[Directions] Copy, from the material below, each line where "whether" shows up.

[Data]
"""
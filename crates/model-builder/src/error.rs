// Copyright (c) 2025 Dimitris Kafetzis
//
// Licensed under the MIT License.
// See LICENSE file in the project root for full license information.
//
// SPDX-License-Identifier: MIT

//! Error types for model generation.

use model_graph::{GraphError, NodeId};
use shape_inference::{ConnectionError, GraphIssue};

/// Why a graph cannot be turned into a model.
#[derive(Debug, thiserror::Error)]
pub enum BuildError {
    /// The graph failed structural validation.
    #[error("invalid model structure: {0}")]
    Structure(#[from] GraphError),

    /// Propagation found a problem with the graph as a whole.
    #[error("invalid model graph: {0}")]
    Graph(#[from] GraphIssue),

    /// One or more layers have shape errors.
    #[error("shape errors in {}", describe_failures(.0))]
    ShapeErrors(Vec<(NodeId, ConnectionError)>),

    /// Extraction produced no layers.
    #[error("the model has no layers to generate")]
    EmptyStructure,

    /// Serializing the structure failed.
    #[error("failed to serialize model structure: {0}")]
    Serialize(#[from] serde_json::Error),
}

fn describe_failures(failures: &[(NodeId, ConnectionError)]) -> String {
    failures
        .iter()
        .map(|(id, err)| format!("'{id}' ({err})"))
        .collect::<Vec<_>>()
        .join(", ")
}
// Copyright (c) 2025 Dimitris Kafetzis
//
// Licensed under the MIT License.
// See LICENSE file in the project root for full license information.
//
// SPDX-License-Identifier: MIT


//! `netsketch structure` command: print the layers that would be generated.

use super::{banner, open_session};
use anyhow::Context;
use editor::EditorConfig;
use std::path::PathBuf;

pub fn execute(graph: PathBuf, json: bool, config: EditorConfig) -> anyhow::Result<()> {
    let session = open_session(&graph, config)?;
    let structure = session
        .generate()
        .with_context(|| format!("'{}' cannot be generated", graph.display()))?;

    if json {
        println!("{}", structure.to_json()?);
        return Ok(());
    }

    banner("Model Structure");
    println!("  Model: {}", structure.name);
    println!("  Layers: {}", structure.len());
    println!();
    println!("  {:<4} {:<20} {:<12} {:>6}", "Idx", "Node", "Type", "Seq");
    println!("  {}", "-".repeat(46));
    for (index, layer) in structure.iter().enumerate() {
        let node = layer
            .node_id
            .as_ref()
            .map_or_else(|| "(inserted)".to_string(), |id| id.to_string());
        println!(
            "  {:<4} {:<20} {:<12} {:>6}",
            index,
            node,
            layer.kind.as_str(),
            layer.sequence_id.value(),
        );
    }
    println!();
    Ok(())
}
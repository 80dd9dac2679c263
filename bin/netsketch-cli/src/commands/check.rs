// Copyright (c) 2025 Dimitris Kafetzis
//
// Licensed under the MIT License.
// See LICENSE file in the project root for full license information.
//
// SPDX-License-Identifier: MIT


//! `netsketch check` command: propagate shapes and print every node.

use super::{banner, open_session, truncate};
use editor::EditorConfig;
use shape_inference::NodeShape;
use std::path::PathBuf;

pub fn execute(graph: PathBuf, config: EditorConfig) -> anyhow::Result<()> {
    banner("Shape Check");
    let session = open_session(&graph, config)?;
    let shapes = session.shapes();

    println!("  Graph: {}", session.graph().summary());
    println!("  Reshape policy: {}", session.config().reshape_policy);
    println!();

    // ── Per-Node Shapes ────────────────────────────────────────
    println!(
        "  {:<20} {:<12} {:>6}  {:<24} {}",
        "Node", "Type", "Seq", "Input", "Output",
    );
    println!("  {}", "-".repeat(90));

    let mut nodes: Vec<_> = session.graph().nodes().iter().collect();
    nodes.sort_by_key(|n| n.sequence_id);
    for node in nodes {
        let (input, output) = match shapes.get(&node.id) {
            Some(NodeShape::Resolved { input, output }) => (
                input.as_ref().map_or_else(|| "-".to_string(), |s| s.to_string()),
                output.to_string(),
            ),
            Some(NodeShape::Failed { error, input }) => (
                input.as_ref().map_or_else(|| "-".to_string(), |s| s.to_string()),
                format!("error: {error}"),
            ),
            None => ("-".to_string(), "unreached".to_string()),
        };
        println!(
            "  {:<20} {:<12} {:>6}  {:<24} {}",
            truncate(node.id.as_str(), 20),
            node.kind.as_str(),
            node.sequence_id.value(),
            truncate(&input, 24),
            output,
        );
    }
    println!();

    for issue in shapes.issues() {
        println!("  Graph issue: {issue}");
    }

    let failures = shapes.errors().len() + shapes.issues().len();
    if failures > 0 {
        anyhow::bail!("shape check failed with {failures} problem(s)");
    }
    println!("  All shapes resolved.");
    Ok(())
}
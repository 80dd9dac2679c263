// Copyright (c) 2025 Dimitris Kafetzis
//
// Licensed under the MIT License.
// See LICENSE file in the project root for full license information.
//
// SPDX-License-Identifier: MIT

//! # shape-inference
//!
//! Decides whether layers may be connected and propagates tensor shapes
//! through a whole graph.
//!
//! - [`validate_connection`]: pure check of one candidate edge, used both
//!   interactively (before an edge is committed) and in bulk.
//! - [`calculate_model_shapes`]: breadth-first propagation from every data
//!   source, producing a [`ShapeMap`]. Failures are recorded per node and
//!   never abort the rest of the graph.
//! - [`layer_shape_description`]: tooltip text for a layer.
//!
//! # Example
//! ```
//! use layer_spec::{LayerConfig, LayerKind};
//! use shape_inference::{validate_connection, ConnectionError, ReshapePolicy};
//!
//! let conv = LayerConfig::default_for(LayerKind::Conv2d);
//! let dense = LayerConfig::default_for(LayerKind::Dense);
//! let conv_out = "[None, 24, 24, 8]".parse().unwrap();
//!
//! let err = validate_connection(&conv, &dense, Some(&conv_out), ReshapePolicy::Permissive)
//!     .unwrap_err();
//! assert!(matches!(err, ConnectionError::NeedsFlatten { .. }));
//! assert!(err.remediation().is_some());
//! ```

mod connection;
mod describe;
mod error;
mod policy;
mod propagate;
mod shape_map;

pub use connection::{validate_connection, Connection};
pub use describe::layer_shape_description;
pub use error::{ConnectionError, GraphIssue, Remediation};
pub use policy::ReshapePolicy;
pub use propagate::{calculate_graph_shapes, calculate_model_shapes};
pub use shape_map::{NodeShape, ShapeMap};
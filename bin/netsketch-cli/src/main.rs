// Copyright (c) 2025 Dimitris Kafetzis
//
// Licensed under the MIT License.
// See LICENSE file in the project root for full license information.
//
// SPDX-License-Identifier: MIT


//! # netsketch
//!
//! Command-line tools for neural network graph documents.
//!
//! ## Usage
//! ```bash
//! # Propagate shapes and print a per-node table
//! netsketch check --graph ./mnist-cnn.json
//!
//! # Print the ordered layer list that would be generated
//! netsketch structure --graph ./mnist-cnn.json --json
//!
//! # Describe a single layer for a given input
//! netsketch describe --layer conv2d --input "(None, 28, 28, 1)" --params '{"filters": 16}'
//!
//! # Dry-run a connection between two nodes
//! netsketch connect --graph ./mnist-cnn.json --source conv2d-2 --target dense-3
//! ```

mod commands;

use clap::{Parser, Subcommand};

#[derive(Parser)]
#[command(
    name = "netsketch",
    about = "Shape checking and model linearization for neural network graphs",
    version,
    author
)]
struct Cli {
    /// Path to an editor configuration file (TOML).
    #[arg(short, long, global = true)]
    config: Option<std::path::PathBuf>,

    /// Enable verbose logging (repeat for more: -v, -vv, -vvv).
    #[arg(short, long, action = clap::ArgAction::Count, global = true)]
    verbose: u8,

    #[command(subcommand)]
    command: Commands,
}

#[derive(Subcommand)]
enum Commands {
    /// Propagate shapes through a graph and report every node.
    Check {
        /// Path to the graph document (JSON).
        #[arg(short, long)]
        graph: std::path::PathBuf,
    },

    /// Run the generation checks and print the ordered layers.
    Structure {
        /// Path to the graph document (JSON).
        #[arg(short, long)]
        graph: std::path::PathBuf,

        /// Print the structure as JSON.
        #[arg(long)]
        json: bool,
    },

    /// Describe what a layer does to an input shape.
    Describe {
        /// Layer type (e.g. "conv2d", "dense", "flatten").
        #[arg(short, long)]
        layer: String,

        /// Input shape including the batch axis, e.g. "(None, 28, 28, 1)".
        #[arg(short, long)]
        input: Option<String>,

        /// Layer parameters as a JSON object.
        #[arg(short, long)]
        params: Option<String>,
    },

    /// Check whether two nodes of a graph can be connected.
    Connect {
        /// Path to the graph document (JSON).
        #[arg(short, long)]
        graph: std::path::PathBuf,

        /// Id of the source node.
        #[arg(short, long)]
        source: String,

        /// Id of the target node.
        #[arg(short, long)]
        target: String,
    },
}

fn main() -> anyhow::Result<()> {
    let cli = Cli::parse();

    commands::init_tracing(cli.verbose);
    let config = commands::load_config(cli.config.as_deref())?;
    tracing::debug!("editor configuration: {:?}", config);

    match cli.command {
        Commands::Check { graph } => commands::check::execute(graph, config),
        Commands::Structure { graph, json } => commands::structure::execute(graph, json, config),
        Commands::Describe {
            layer,
            input,
            params,
        } => commands::describe::execute(layer, input, params),
        Commands::Connect {
            graph,
            source,
            target,
        } => commands::connect::execute(graph, source, target, config),
    }
}
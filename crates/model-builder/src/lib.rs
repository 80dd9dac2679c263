// Copyright (c) 2025 Dimitris Kafetzis
//
// Licensed under the MIT License.
// See LICENSE file in the project root for full license information.
//
// SPDX-License-Identifier: MIT

//! # model-builder
//!
//! Turns the canvas graph into the ordered layer list a code generator
//! renders.
//!
//! - [`extract_model_structure`]: breadth-first inclusion from the entry
//!   nodes, then ordering by sequence id.
//! - [`ModelStructure::with_implicit_flattens`]: inserts the flatten a
//!   dense layer needs after a spatial one.
//! - [`prepare_for_generation`]: the all-or-nothing gate in front of code
//!   generation: structure checks, shape propagation, extraction.

mod error;
mod extract;
mod generate;
mod structure;

pub use error::BuildError;
pub use extract::extract_model_structure;
pub use generate::prepare_for_generation;
pub use structure::{ModelLayer, ModelStructure};
// Copyright (c) 2025 Dimitris Kafetzis
//
// Licensed under the MIT License.
// See LICENSE file in the project root for full license information.
//
// SPDX-License-Identifier: MIT

use layer_spec::{compute_output_shape, LayerConfig, LayerSpec};
use tensor_shape::Shape;

/// Tooltip text for a layer: its label plus the shape it produces.
///
/// ```
/// use layer_spec::{LayerConfig, LayerKind};
/// use shape_inference::layer_shape_description;
/// use tensor_shape::Shape;
///
/// let conv = LayerConfig::default_for(LayerKind::Conv2d);
/// let text = layer_shape_description(&conv, Some(&Shape::batched(&[28, 28, 1])));
/// assert_eq!(
///     text,
///     "2D convolution layer: 4D tensor (batch, 28, 28, 1) -> 4D tensor (batch, 24, 24, 8)"
/// );
/// ```
pub fn layer_shape_description(config: &LayerConfig, input: Option<&Shape>) -> String {
    let kind = config.kind();
    let spec = LayerSpec::of(kind);

    if kind.is_trigger() {
        return format!("{}: not part of the model", spec.label);
    }
    if kind.is_source() {
        return match compute_output_shape(config, None) {
            Some(output) => format!("{}: outputs {}", spec.label, output.description()),
            None => format!("{}: output unknown", spec.label),
        };
    }

    let Some(input) = input else {
        return format!(
            "{}: expects a {} input, not connected",
            spec.label,
            spec.accepted_ranks_text()
        );
    };
    if !spec.accepts_rank(input.rank()) {
        return format!(
            "{}: expects a {} input, got {}",
            spec.label,
            spec.accepted_ranks_text(),
            input.description()
        );
    }
    match compute_output_shape(config, Some(input)) {
        Some(output) => format!(
            "{}: {} -> {}",
            spec.label,
            input.description(),
            output.description()
        ),
        None => format!("{}: {} -> unknown", spec.label, input.description()),
    }
}
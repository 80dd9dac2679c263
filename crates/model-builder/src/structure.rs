// Copyright (c) 2025 Dimitris Kafetzis
//
// Licensed under the MIT License.
// See LICENSE file in the project root for full license information.
//
// SPDX-License-Identifier: MIT

//! The ordered model handed to code generation.

use crate::BuildError;
use layer_spec::{needs_flatten, registry::SPATIAL_RANKS, LayerConfig, LayerKind};
use model_graph::{NodeId, SequenceId};
use std::fmt;

/// One layer of the generated model.
#[derive(Debug, Clone, PartialEq, serde::Serialize)]
#[serde(rename_all = "camelCase")]
pub struct ModelLayer {
    /// The canvas node this layer came from; `None` for layers inserted
    /// during generation.
    #[serde(skip_serializing_if = "Option::is_none")]
    pub node_id: Option<NodeId>,
    #[serde(rename = "type")]
    pub kind: LayerKind,
    pub sequence_id: SequenceId,
    pub config: LayerConfig,
    /// `true` if generation inserted this layer.
    #[serde(skip_serializing_if = "std::ops::Not::not")]
    pub implicit: bool,
}

impl ModelLayer {
    /// A layer taken from a canvas node.
    pub fn from_node(node_id: NodeId, sequence_id: SequenceId, config: LayerConfig) -> Self {
        Self {
            node_id: Some(node_id),
            kind: config.kind(),
            sequence_id,
            config,
            implicit: false,
        }
    }

    /// A flatten layer inserted by generation.
    pub fn implicit_flatten(sequence_id: SequenceId) -> Self {
        Self {
            node_id: None,
            kind: LayerKind::Flatten,
            sequence_id,
            config: LayerConfig::default_for(LayerKind::Flatten),
            implicit: true,
        }
    }
}

/// Processing layers in generation order (ascending sequence id).
#[derive(Debug, Clone, Default, PartialEq, serde::Serialize)]
pub struct ModelStructure {
    pub name: String,
    pub layers: Vec<ModelLayer>,
}

impl ModelStructure {
    pub fn new(name: impl Into<String>, layers: Vec<ModelLayer>) -> Self {
        Self {
            name: name.into(),
            layers,
        }
    }

    pub fn len(&self) -> usize {
        self.layers.len()
    }

    pub fn is_empty(&self) -> bool {
        self.layers.is_empty()
    }

    /// Layer kinds in order.
    pub fn kinds(&self) -> Vec<LayerKind> {
        self.layers.iter().map(|l| l.kind).collect()
    }

    pub fn iter(&self) -> impl Iterator<Item = &ModelLayer> {
        self.layers.iter()
    }

    /// Inserts a flatten layer in front of every dense layer whose
    /// predecessor is spatial (conv or pooling).
    ///
    /// Spatial layers keep their 3D or 4D input rank, so this is the same
    /// rule that makes a direct spatial-to-dense connection fail with
    /// `NeedsFlatten`. Inserted layers sit halfway between their
    /// neighbours' sequence ids.
    pub fn with_implicit_flattens(self) -> Self {
        let mut layers: Vec<ModelLayer> = Vec::with_capacity(self.layers.len());
        for layer in self.layers {
            let insert = layers.last().is_some_and(|prev| {
                prev.kind.is_spatial()
                    && SPATIAL_RANKS
                        .iter()
                        .any(|&rank| needs_flatten(rank, layer.kind))
            });
            if insert {
                if let Some(prev) = layers.last() {
                    let sequence_id = prev.sequence_id.midpoint(layer.sequence_id);
                    tracing::debug!(
                        "inserting implicit flatten before {} at {}",
                        layer.kind,
                        sequence_id
                    );
                    layers.push(ModelLayer::implicit_flatten(sequence_id));
                }
            }
            layers.push(layer);
        }
        Self {
            name: self.name,
            layers,
        }
    }

    /// Pretty-printed JSON for the code generator.
    pub fn to_json(&self) -> Result<String, BuildError> {
        Ok(serde_json::to_string_pretty(self)?)
    }
}

impl fmt::Display for ModelStructure {
    fn fmt(&self, f: &mut fmt::Formatter<'_>) -> fmt::Result {
        let kinds: Vec<&str> = self.layers.iter().map(|l| l.kind.as_str()).collect();
        write!(f, "{} [{}]", self.name, kinds.join(" -> "))
    }
}
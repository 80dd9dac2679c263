// Copyright (c) 2025 Dimitris Kafetzis
//
// Licensed under the MIT License.
// See LICENSE file in the project root for full license information.
//
// SPDX-License-Identifier: MIT

//! JSON graph document, as saved by the canvas.
//!
//! # Format
//! ```json
//! {
//!   "name": "mnist-cnn",
//!   "nodes": [
//!     { "id": "data", "type": "data-mnist", "sequenceId": 0 },
//!     { "id": "conv", "type": "conv2d", "sequenceId": 1,
//!       "config": { "kernelSize": 5, "filters": 8 } },
//!     { "id": "out", "type": "dense", "sequenceId": 2,
//!       "config": { "units": 10 } }
//!   ],
//!   "edges": [
//!     { "id": "e1", "source": "data", "target": "conv" },
//!     { "source": "conv", "target": "out" }
//!   ]
//! }
//! ```
//!
//! `type` accepts canonical tags and legacy aliases (`maxPooling2d`, ...).
//! A missing `sequenceId` defaults to the node's position in the list, a
//! missing `config` to the kind's defaults, a missing edge `id` to
//! `edge-<n>`.

use crate::{Draft, Edge, EdgeId, GraphError, GraphState, LayerNode, ModelGraph, NodeId};
use layer_spec::{ConfigError, LayerConfig, LayerKind};
use std::path::Path;

/// Top-level graph document.
#[derive(Debug, Clone, serde::Serialize, serde::Deserialize)]
pub struct GraphDocument {
    #[serde(default = "default_name")]
    pub name: String,
    pub nodes: Vec<DocumentNode>,
    #[serde(default)]
    pub edges: Vec<DocumentEdge>,
}

fn default_name() -> String {
    "untitled".to_string()
}

/// A node entry in the document.
#[derive(Debug, Clone, serde::Serialize, serde::Deserialize)]
#[serde(rename_all = "camelCase")]
pub struct DocumentNode {
    pub id: String,
    #[serde(rename = "type")]
    pub layer_type: String,
    #[serde(default, skip_serializing_if = "Option::is_none")]
    pub sequence_id: Option<f64>,
    #[serde(default, skip_serializing_if = "serde_json::Value::is_null")]
    pub config: serde_json::Value,
}

/// An edge entry in the document.
#[derive(Debug, Clone, serde::Serialize, serde::Deserialize)]
pub struct DocumentEdge {
    #[serde(default, skip_serializing_if = "Option::is_none")]
    pub id: Option<String>,
    pub source: String,
    pub target: String,
}

impl GraphDocument {
    /// Loads a document from a JSON file path.
    pub fn from_file(path: &Path) -> Result<Self, GraphError> {
        let content = std::fs::read_to_string(path)?;
        Self::from_json(&content)
    }

    /// Parses a document from a JSON string.
    pub fn from_json(json: &str) -> Result<Self, GraphError> {
        let document: Self = serde_json::from_str(json)?;
        Ok(document)
    }

    /// Serializes to pretty-printed JSON.
    pub fn to_json(&self) -> Result<String, GraphError> {
        Ok(serde_json::to_string_pretty(self)?)
    }

    /// Builds an editable graph.
    ///
    /// Layer types and configs are checked here, so everything past this
    /// point sees typed, validated configuration.
    pub fn into_graph(self) -> Result<ModelGraph<Draft>, GraphError> {
        let mut nodes = Vec::with_capacity(self.nodes.len());
        let mut configs = Vec::with_capacity(self.nodes.len());
        for (index, entry) in self.nodes.into_iter().enumerate() {
            let id = NodeId::new(entry.id);
            let kind = LayerKind::from_str_loose(&entry.layer_type).ok_or_else(|| {
                GraphError::InvalidConfig {
                    node: id.clone(),
                    source: ConfigError::UnknownKind(entry.layer_type.clone()),
                }
            })?;
            let config = LayerConfig::from_value(kind, entry.config).map_err(|source| {
                GraphError::InvalidConfig {
                    node: id.clone(),
                    source,
                }
            })?;
            let sequence_id = entry.sequence_id.unwrap_or(index as f64);
            nodes.push(LayerNode::new(id.clone(), kind, sequence_id));
            configs.push((id, config));
        }

        let edges = self
            .edges
            .into_iter()
            .enumerate()
            .map(|(index, e)| {
                let id = e
                    .id
                    .map(EdgeId::new)
                    .unwrap_or_else(|| EdgeId::new(format!("edge-{}", index + 1)));
                Edge::new(id, e.source, e.target)
            })
            .collect();

        let graph = ModelGraph::from_parts(self.name, nodes, edges, configs)?;
        tracing::info!("loaded graph document: {}", graph.summary());
        Ok(graph)
    }

    /// Captures a graph as a document, configs included.
    pub fn from_graph<S: GraphState>(graph: &ModelGraph<S>) -> Self {
        let nodes = graph
            .nodes()
            .iter()
            .map(|node| DocumentNode {
                id: node.id.to_string(),
                layer_type: node.kind.as_str().to_string(),
                sequence_id: Some(node.sequence_id.value()),
                config: graph.config_for(node).to_value(),
            })
            .collect();
        let edges = graph
            .edges()
            .iter()
            .map(|edge| DocumentEdge {
                id: Some(edge.id.to_string()),
                source: edge.source.to_string(),
                target: edge.target.to_string(),
            })
            .collect();
        Self {
            name: graph.name.clone(),
            nodes,
            edges,
        }
    }
}

#[cfg(test)]
mod tests {
    use super::*;
    use crate::ConfigLookup;

    const CNN: &str = r#"{
        "name": "mnist-cnn",
        "nodes": [
            { "id": "data", "type": "mnist", "sequenceId": 0 },
            { "id": "conv", "type": "conv2d", "sequenceId": 1,
              "config": { "kernelSize": 5, "filters": 8, "strides": 1,
                          "padding": "valid", "useBias": false } },
            { "id": "pool", "type": "maxPooling2d", "sequenceId": 2 },
            { "id": "flat", "type": "flatten", "sequenceId": 3 },
            { "id": "out", "type": "dense", "sequenceId": 4,
              "config": { "units": 10 } }
        ],
        "edges": [
            { "id": "e1", "source": "data", "target": "conv" },
            { "source": "conv", "target": "pool" },
            { "source": "pool", "target": "flat" },
            { "source": "flat", "target": "out" }
        ]
    }"#;

    #[test]
    fn test_parse_and_build() {
        let graph = GraphDocument::from_json(CNN).unwrap().into_graph().unwrap();
        assert_eq!(graph.name, "mnist-cnn");
        assert_eq!(graph.nodes().len(), 5);
        assert_eq!(graph.nodes()[2].kind, LayerKind::MaxPool2d);
        assert_eq!(graph.edges()[0].id.as_str(), "e1");
        assert_eq!(graph.edges()[1].id.as_str(), "edge-2");

        let conv = graph.configs().config(&NodeId::from("conv")).unwrap();
        match conv {
            LayerConfig::Conv2d(c) => {
                assert_eq!(c.filters, 8);
                assert_eq!(c.extra["useBias"], false);
            }
            other => panic!("unexpected config {other:?}"),
        }
        assert!(graph.validate().is_ok());
    }

    #[test]
    fn test_unknown_type_is_rejected() {
        let json = r#"{ "nodes": [ { "id": "x", "type": "transformer" } ] }"#;
        let err = GraphDocument::from_json(json).unwrap().into_graph().unwrap_err();
        assert!(matches!(
            err,
            GraphError::InvalidConfig {
                source: ConfigError::UnknownKind(_),
                ..
            }
        ));
    }

    #[test]
    fn test_invalid_config_is_rejected() {
        let json = r#"{ "nodes": [
            { "id": "d", "type": "dense", "config": { "units": 0 } }
        ] }"#;
        let err = GraphDocument::from_json(json).unwrap().into_graph().unwrap_err();
        match err {
            GraphError::InvalidConfig { node, .. } => assert_eq!(node.as_str(), "d"),
            other => panic!("unexpected error {other:?}"),
        }
    }

    #[test]
    fn test_defaults_for_missing_fields() {
        let json = r#"{ "nodes": [
            { "id": "a", "type": "data-csv" },
            { "id": "b", "type": "dense" }
        ] }"#;
        let graph = GraphDocument::from_json(json).unwrap().into_graph().unwrap();
        assert_eq!(graph.name, "untitled");
        assert_eq!(graph.nodes()[1].sequence_id.value(), 1.0);
        assert!(graph.edges().is_empty());
    }

    #[test]
    fn test_multiple_incoming_edges_are_tolerated() {
        let json = r#"{ "nodes": [
            { "id": "a", "type": "mnist" },
            { "id": "b", "type": "flatten" },
            { "id": "c", "type": "flatten" }
        ], "edges": [
            { "source": "a", "target": "c" },
            { "source": "b", "target": "c" }
        ] }"#;
        let graph = GraphDocument::from_json(json).unwrap().into_graph().unwrap();
        assert_eq!(graph.edges().len(), 2);
    }

    #[test]
    fn test_from_graph_roundtrip_preserves_structure() {
        let graph = GraphDocument::from_json(CNN).unwrap().into_graph().unwrap();
        let json = GraphDocument::from_graph(&graph).to_json().unwrap();
        let again = GraphDocument::from_json(&json).unwrap().into_graph().unwrap();
        assert_eq!(again.nodes(), graph.nodes());
        assert_eq!(again.edges(), graph.edges());
        assert_eq!(again.configs(), graph.configs());
    }

    #[test]
    fn test_malformed_json() {
        assert!(matches!(
            GraphDocument::from_json("{ nodes: }"),
            Err(GraphError::DocumentParseError(_))
        ));
    }

    #[test]
    fn test_missing_file() {
        let err = GraphDocument::from_file(Path::new("/nonexistent/graph.json")).unwrap_err();
        assert!(matches!(err, GraphError::DocumentReadError(_)));
    }
}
"""
[Expected answer]
//! Decides whether layers may be connected and propagates tensor shapes
    /// Check whether two nodes of a graph can be connected.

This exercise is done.